● **Task directions**: Using the listing below, extract each line that has the word "rest" in it.
+++
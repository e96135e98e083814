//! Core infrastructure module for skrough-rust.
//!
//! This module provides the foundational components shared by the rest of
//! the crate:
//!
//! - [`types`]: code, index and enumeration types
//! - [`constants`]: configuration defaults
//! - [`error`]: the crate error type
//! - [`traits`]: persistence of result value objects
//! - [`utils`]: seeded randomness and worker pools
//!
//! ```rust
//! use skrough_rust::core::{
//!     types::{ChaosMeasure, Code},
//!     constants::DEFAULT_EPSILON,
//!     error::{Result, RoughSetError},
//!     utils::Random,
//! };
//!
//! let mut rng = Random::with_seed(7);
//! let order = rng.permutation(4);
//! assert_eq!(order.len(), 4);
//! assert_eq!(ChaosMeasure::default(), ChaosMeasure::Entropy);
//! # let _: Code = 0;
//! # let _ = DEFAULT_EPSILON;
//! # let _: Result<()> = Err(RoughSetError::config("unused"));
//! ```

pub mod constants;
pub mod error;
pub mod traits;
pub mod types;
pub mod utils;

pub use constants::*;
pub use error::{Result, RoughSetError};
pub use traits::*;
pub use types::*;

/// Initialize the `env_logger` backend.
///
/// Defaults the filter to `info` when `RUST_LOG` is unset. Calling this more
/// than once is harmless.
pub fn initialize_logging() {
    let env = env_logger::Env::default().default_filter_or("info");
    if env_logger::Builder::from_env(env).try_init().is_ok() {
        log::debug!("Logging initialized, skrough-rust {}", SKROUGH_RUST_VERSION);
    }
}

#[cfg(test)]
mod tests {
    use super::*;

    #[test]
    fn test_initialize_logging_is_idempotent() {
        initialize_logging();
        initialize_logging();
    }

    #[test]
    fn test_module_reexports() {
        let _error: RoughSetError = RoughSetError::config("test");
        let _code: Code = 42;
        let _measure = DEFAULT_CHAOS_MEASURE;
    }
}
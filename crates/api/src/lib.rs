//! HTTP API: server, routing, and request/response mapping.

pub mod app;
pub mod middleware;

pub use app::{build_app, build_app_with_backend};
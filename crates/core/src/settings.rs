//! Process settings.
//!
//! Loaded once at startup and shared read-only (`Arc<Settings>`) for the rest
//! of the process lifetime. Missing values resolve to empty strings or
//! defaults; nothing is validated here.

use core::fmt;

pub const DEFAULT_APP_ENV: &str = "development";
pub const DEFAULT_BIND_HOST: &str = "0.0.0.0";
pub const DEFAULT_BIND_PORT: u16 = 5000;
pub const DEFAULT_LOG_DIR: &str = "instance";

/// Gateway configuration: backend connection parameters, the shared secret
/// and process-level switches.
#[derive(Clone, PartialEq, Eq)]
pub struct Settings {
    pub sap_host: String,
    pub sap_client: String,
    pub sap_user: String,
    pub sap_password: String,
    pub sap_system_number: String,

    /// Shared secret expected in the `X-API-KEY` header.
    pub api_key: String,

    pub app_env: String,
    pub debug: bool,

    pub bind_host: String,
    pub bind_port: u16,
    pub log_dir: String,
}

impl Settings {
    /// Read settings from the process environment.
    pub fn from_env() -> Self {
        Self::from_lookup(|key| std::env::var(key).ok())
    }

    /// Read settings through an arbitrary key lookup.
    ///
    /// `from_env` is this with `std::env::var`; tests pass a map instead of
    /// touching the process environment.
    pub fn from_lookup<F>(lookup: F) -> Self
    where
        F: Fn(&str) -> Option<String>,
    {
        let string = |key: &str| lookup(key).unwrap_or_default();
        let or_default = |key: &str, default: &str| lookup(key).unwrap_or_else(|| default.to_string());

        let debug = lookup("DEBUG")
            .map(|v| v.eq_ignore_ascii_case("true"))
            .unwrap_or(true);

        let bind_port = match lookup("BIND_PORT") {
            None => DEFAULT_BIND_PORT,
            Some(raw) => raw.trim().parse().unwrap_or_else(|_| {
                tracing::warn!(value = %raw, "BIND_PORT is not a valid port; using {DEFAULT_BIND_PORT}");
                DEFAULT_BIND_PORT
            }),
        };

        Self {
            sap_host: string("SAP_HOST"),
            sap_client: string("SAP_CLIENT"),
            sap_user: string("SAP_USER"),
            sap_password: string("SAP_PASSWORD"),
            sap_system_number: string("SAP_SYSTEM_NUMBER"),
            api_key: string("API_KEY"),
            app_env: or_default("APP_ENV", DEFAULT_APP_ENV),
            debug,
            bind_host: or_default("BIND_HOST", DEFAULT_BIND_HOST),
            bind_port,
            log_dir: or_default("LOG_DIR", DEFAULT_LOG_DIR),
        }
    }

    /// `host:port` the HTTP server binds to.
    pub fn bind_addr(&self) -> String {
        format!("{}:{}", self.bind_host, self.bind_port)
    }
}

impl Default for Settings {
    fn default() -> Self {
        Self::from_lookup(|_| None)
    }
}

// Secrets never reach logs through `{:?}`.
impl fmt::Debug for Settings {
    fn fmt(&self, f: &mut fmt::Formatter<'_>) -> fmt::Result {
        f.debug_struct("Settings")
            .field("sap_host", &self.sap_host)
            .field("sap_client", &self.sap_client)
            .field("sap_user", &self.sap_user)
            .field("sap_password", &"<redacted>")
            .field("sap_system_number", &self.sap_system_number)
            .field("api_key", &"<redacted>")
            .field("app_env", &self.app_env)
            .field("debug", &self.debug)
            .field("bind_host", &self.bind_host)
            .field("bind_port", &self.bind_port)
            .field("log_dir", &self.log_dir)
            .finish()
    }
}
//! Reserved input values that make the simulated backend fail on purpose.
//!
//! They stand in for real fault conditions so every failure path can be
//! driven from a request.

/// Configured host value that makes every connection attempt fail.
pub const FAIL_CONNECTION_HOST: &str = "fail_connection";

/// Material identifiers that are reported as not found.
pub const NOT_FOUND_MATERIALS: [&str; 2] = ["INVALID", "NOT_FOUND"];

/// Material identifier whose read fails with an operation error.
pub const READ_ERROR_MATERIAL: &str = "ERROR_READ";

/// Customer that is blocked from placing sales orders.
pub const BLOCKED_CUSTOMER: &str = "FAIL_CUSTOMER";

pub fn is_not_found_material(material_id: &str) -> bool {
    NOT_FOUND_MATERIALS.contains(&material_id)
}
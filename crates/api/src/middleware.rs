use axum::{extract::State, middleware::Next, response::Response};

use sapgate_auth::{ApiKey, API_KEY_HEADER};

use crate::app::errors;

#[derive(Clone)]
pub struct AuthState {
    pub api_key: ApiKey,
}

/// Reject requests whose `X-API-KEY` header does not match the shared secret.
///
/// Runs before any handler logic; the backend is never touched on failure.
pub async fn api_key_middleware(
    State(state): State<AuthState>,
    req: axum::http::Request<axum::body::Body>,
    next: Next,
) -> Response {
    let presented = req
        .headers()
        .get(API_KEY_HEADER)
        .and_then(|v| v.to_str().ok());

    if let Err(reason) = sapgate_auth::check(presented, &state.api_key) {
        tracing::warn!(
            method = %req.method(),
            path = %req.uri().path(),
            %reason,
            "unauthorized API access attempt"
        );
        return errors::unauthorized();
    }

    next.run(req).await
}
+++
● **Answer section**:
//! This module provides the foundational components shared by the rest of
//! Loaded once at startup and shared read-only (`Arc<Settings>`) for the rest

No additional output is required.